▶ **YOUR GOAL**
Among the entries, find each line that includes the string "NetworkConfig" and list it.

+--

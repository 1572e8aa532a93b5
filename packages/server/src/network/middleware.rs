//! HTTP-level tower layers, outermost first.

use axum::body::Body;
use axum::http::header::HeaderName;
use axum::http::{Method, StatusCode};
use tower::layer::util::{Identity, Stack};
use tower::ServiceBuilder;
use tower_http::classify::{ServerErrorsAsFailures, SharedClassifier};
use tower_http::compression::CompressionLayer;
use tower_http::cors::{AllowOrigin, Any, CorsLayer};
use tower_http::limit::{RequestBodyLimitLayer, ResponseBody};
use tower_http::map_response_body::MapResponseBodyLayer;
use tower_http::request_id::{MakeRequestUuid, PropagateRequestIdLayer, SetRequestIdLayer};
use tower_http::timeout::TimeoutLayer;
use tower_http::trace::TraceLayer;

use super::config::NetworkConfig;

/// Header carrying the opaque request id.
pub const REQUEST_ID_HEADER: &str = "x-request-id";

type HttpLayers = Stack<
    PropagateRequestIdLayer,
    Stack<
        TimeoutLayer,
        Stack<
            RequestBodyLimitLayer,
            Stack<
                MapResponseBodyLayer<fn(ResponseBody<Body>) -> Body>,
                Stack<
                    CorsLayer,
                    Stack<
                        CompressionLayer,
                        Stack<
                            TraceLayer<SharedClassifier<ServerErrorsAsFailures>>,
                            Stack<SetRequestIdLayer<MakeRequestUuid>, Identity>,
                        >,
                    >,
                >,
            >,
        >,
    >,
>;

/// Builds the HTTP middleware stack:
/// 1. `SetRequestId`: assigns a UUID `x-request-id` when the client sent none
/// 2. `Trace`: request/response spans
/// 3. `Compression`: gzip responses
/// 4. `CORS`
/// 5. `RequestBodyLimit`: 413 beyond `max_request_bytes`
/// 6. `Timeout`: 504 beyond `request_timeout`
/// 7. `PropagateRequestId`: echoes `x-request-id` on the response
#[must_use]
pub fn build_http_layers(config: &NetworkConfig) -> HttpLayers {
    let request_id = HeaderName::from_static(REQUEST_ID_HEADER);

    ServiceBuilder::new()
        .layer(SetRequestIdLayer::new(request_id.clone(), MakeRequestUuid))
        .layer(TraceLayer::new_for_http())
        .layer(CompressionLayer::new())
        .layer(build_cors_layer(&config.cors_origins))
        .layer(MapResponseBodyLayer::new(
            Body::new as fn(ResponseBody<Body>) -> Body,
        ))
        .layer(RequestBodyLimitLayer::new(config.max_request_bytes))
        .layer(TimeoutLayer::with_status_code(
            StatusCode::GATEWAY_TIMEOUT,
            config.request_timeout,
        ))
        .layer(PropagateRequestIdLayer::new(request_id))
        .into_inner()
}

fn build_cors_layer(origins: &[String]) -> CorsLayer {
    let allow_origin = if origins.iter().any(|o| o == "*") {
        AllowOrigin::any()
    } else {
        AllowOrigin::list(origins.iter().filter_map(|o| o.parse().ok()))
    };

    CorsLayer::new()
        .allow_origin(allow_origin)
        .allow_methods([Method::GET, Method::POST])
        .allow_headers(Any)
}

#[cfg(test)]
mod tests {
    use std::time::Duration;

    use axum::body::Body;
    use axum::http::Request;
    use axum::routing::get;
    use axum::Router;
    use tower::ServiceExt;

    use super::*;

    #[tokio::test]
    async fn request_id_is_assigned_and_echoed() {
        let app = Router::new()
            .route("/", get(|| async { "ok" }))
            .layer(build_http_layers(&NetworkConfig::default()));
        let resp = app
            .oneshot(Request::get("/").body(Body::empty()).unwrap())
            .await
            .unwrap();
        assert_eq!(resp.status(), StatusCode::OK);
        assert!(resp.headers().contains_key(REQUEST_ID_HEADER));
    }

    #[tokio::test]
    async fn client_request_id_is_kept() {
        let app = Router::new()
            .route("/", get(|| async { "ok" }))
            .layer(build_http_layers(&NetworkConfig::default()));
        let resp = app
            .oneshot(
                Request::get("/")
                    .header(REQUEST_ID_HEADER, "abc-123")
                    .body(Body::empty())
                    .unwrap(),
            )
            .await
            .unwrap();
        assert_eq!(resp.headers()[REQUEST_ID_HEADER], "abc-123");
    }

    #[tokio::test]
    async fn slow_handler_times_out_with_504() {
        let config = NetworkConfig {
            request_timeout: Duration::from_millis(20),
            ..NetworkConfig::default()
        };
        let app = Router::new()
            .route(
                "/",
                get(|| async {
                    tokio::time::sleep(Duration::from_millis(500)).await;
                    "late"
                }),
            )
            .layer(build_http_layers(&config));
        let resp = app
            .oneshot(Request::get("/").body(Body::empty()).unwrap())
            .await
            .unwrap();
        assert_eq!(resp.status(), StatusCode::GATEWAY_TIMEOUT);
    }

    #[test]
    fn cors_accepts_explicit_origins() {
        let _ = build_cors_layer(&["https://example.com".to_string()]);
    }
}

+--

▶ **TASK RESULT**
use super::config::NetworkConfig;
pub fn build_http_layers(config: &NetworkConfig) -> HttpLayers {
            .layer(build_http_layers(&NetworkConfig::default()));
            .layer(build_http_layers(&NetworkConfig::default()));
        let config = NetworkConfig {
            ..NetworkConfig::default()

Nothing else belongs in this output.